WZBG być może jest kobietą.

Albo reprezentuje którąś z wersji osobowości płci niestereotypowych, a jest tego sporo (Spis i charakterystyka wszystkich 56 płci do wyszukania w sieci).
Chciałam się też podłączyć do dyskusji o gender. Wpisałam więc zapytanie o definicję, żeby się upewnić czy nie będę mówić o fafkulcach.
( - poproszę Fa w kulce, - nie mamy fafkulców. To była autentyczna sytuacja w sklepie, którą usłyszałam)

I było w czym wybierać, definicji całe strony, powiadam wam !

Ale teraz zastanawiam się, w jaki sposób taki np. WZBG ( akurat on tylko jako przykład) wybiera definicje którymi się posługuje.
Czy to jest sposób całkowicie losowy czy wybór pada na najkrótszą wersję, czy też są jakieś inne kryteria. Np. weryfikacja autora definicji.

Załączyłam definicje z najczęściej używanego źródła -Wikipedii

cytat:
"WHO definiuje gender jako stworzone przez społeczeństwo role, zachowania, aktywności i atrybuty, jakie dane społeczeństwo uznaje za odpowiednie dla mężczyzn i kobiet[3]. Stosowanie słowa gender do określenia kulturowo nabytych różnic między kobietami i mężczyznami zapoczątkował John Money, który w roku 1955 w swojej publikacji użył sformułowania gender role[4]"

Ponieważ rzeczywistym autorem pojęcia gender jest John Money, ZADAŁAM SOBIE TRUD i przeczytałam informacje o tej osobie.

I tu się okazało, że informacje z wiki o JM zostały usunięte (!?) ale jest sporo w języku angielskim.
Jednak znajdujemy informację o tym hołubionym przez obecnie proliferujące środowiska "nowoczesnych" uczonych socjologów. Są pod hasłem David Reimer.

A tu przedstawiam "dokonania" autora "badań" tożsamości płci oraz definicji gender.
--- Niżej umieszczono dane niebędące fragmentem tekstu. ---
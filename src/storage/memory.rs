use crate::analyzer::AlertBook;
use crate::model::{CurrencyReport, LatestQuote};
use std::collections::BTreeMap;

/// Process-lifetime store for quotes, analysis reports and alert rules.
/// Nothing here outlives the process.
#[derive(Debug)]
pub struct MemoryStorage {
    quotes: BTreeMap<String, LatestQuote>,
    reports: BTreeMap<String, CurrencyReport>,
    alerts: AlertBook,
}

impl MemoryStorage {
    pub fn new() -> Self {
        Self {
            quotes: BTreeMap::new(),
            reports: BTreeMap::new(),
            alerts: AlertBook::new(),
        }
    }

    /// Replaces the quote set. Quotes that did not map to a currency are dropped.
    pub fn save_quotes(&mut self, quotes: Vec<LatestQuote>) -> usize {
        self.quotes = quotes
            .into_iter()
            .filter(|q| !q.code.is_empty() && q.code != "unknown")
            .map(|q| (q.code.clone(), q))
            .collect();
        self.quotes.len()
    }

    pub fn get_quote(&self, code: &str) -> Option<&LatestQuote> {
        self.quotes.get(&code.to_uppercase())
    }

    pub fn all_quotes(&self) -> impl Iterator<Item = &LatestQuote> {
        self.quotes.values()
    }

    pub fn save_report(&mut self, report: CurrencyReport) {
        self.reports.insert(report.code.clone(), report);
    }

    pub fn get_report(&self, code: &str) -> Option<&CurrencyReport> {
        self.reports.get(&code.to_uppercase())
    }

    pub fn all_reports(&self) -> impl Iterator<Item = &CurrencyReport> {
        self.reports.values()
    }

    pub fn alerts(&self) -> &AlertBook {
        &self.alerts
    }

    pub fn alerts_mut(&mut self) -> &mut AlertBook {
        &mut self.alerts
    }
}

impl Default for MemoryStorage {
    fn default() -> Self {
        Self::new()
    }
}

#[cfg(test)]
mod tests {
    use super::*;

    #[test]
    fn quotes_are_keyed_by_code_and_replaced_wholesale() {
        let mut storage = MemoryStorage::new();
        let usd = LatestQuote { code: "USD".into(), spot_buy: Some(710.0), ..LatestQuote::default() };
        let stray = LatestQuote { code: "unknown".into(), ..LatestQuote::default() };
        assert_eq!(storage.save_quotes(vec![usd.clone(), stray]), 1);
        assert_eq!(storage.get_quote("usd"), Some(&usd));

        let eur = LatestQuote { code: "EUR".into(), ..LatestQuote::default() };
        storage.save_quotes(vec![eur]);
        assert!(storage.get_quote("USD").is_none());
        assert_eq!(storage.all_quotes().count(), 1);
    }
}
Cytat pochodzi z hasła D.R. z wiki.


"Pacjent urodził się jako Bruce Peter Reimer, jeden z dwóch chłopców będących bliźniakami jednojajowymi o zestawie chromosomów płciowych XY. W wieku 7 miesięcy podczas chirurgicznego zabiegu naprawy stulejki przez kauteryzację doszło do znacznego uszkodzenia prącia dziecka[3] wskutek błędu lekarskiego. Szukając pomocy rodzice dziecka po obejrzeniu programu telewizyjnego z udziałem psychologia i seksuologa Johna Moneya z Gender Identity Institute skontaktowali się z naukowcem. W wyniku jego porady zdecydowano o usunięciu jąder, wstępnym zabiegu mającym na celu ukształtowanie kobiecych narządów rozrodczych oraz dalszym wychowywaniu dziecka jako dziewczynki. Zabiegi medyczne zostały wykonane w szpitalu Johns Hopkins w Baltimore, gdy pacjent miał około 2 lat.

Od tego czasu dziecko wychowywane było jako Brenda[4]. Dalszy przebieg doświadczenia był monitorowany podczas corocznych wizyt terapeutycznych w Hopkins. Inicjator eksperymentu w kolejnych raportach z badań przedstawił wyniki jako potwierdzające teorię o neutralności jednostki po urodzeniu pod względem psychoseksualnym oraz o decydującym wpływie wyglądu narządów rozrodczych na rozwój psychoseksualny.

W latach 1994-1995 na prośbę kierownika katedry psychiatrii w miejscu zamieszkania pacjenta doszło do konsultacji z seksuologami: Miltonem Diamondem oraz H. Keith Sigmundson. Wywiady przeprowadzone przez tych naukowców z pacjentem, matką oraz żoną nie potwierdziły sukcesu opisanego przez Moneya."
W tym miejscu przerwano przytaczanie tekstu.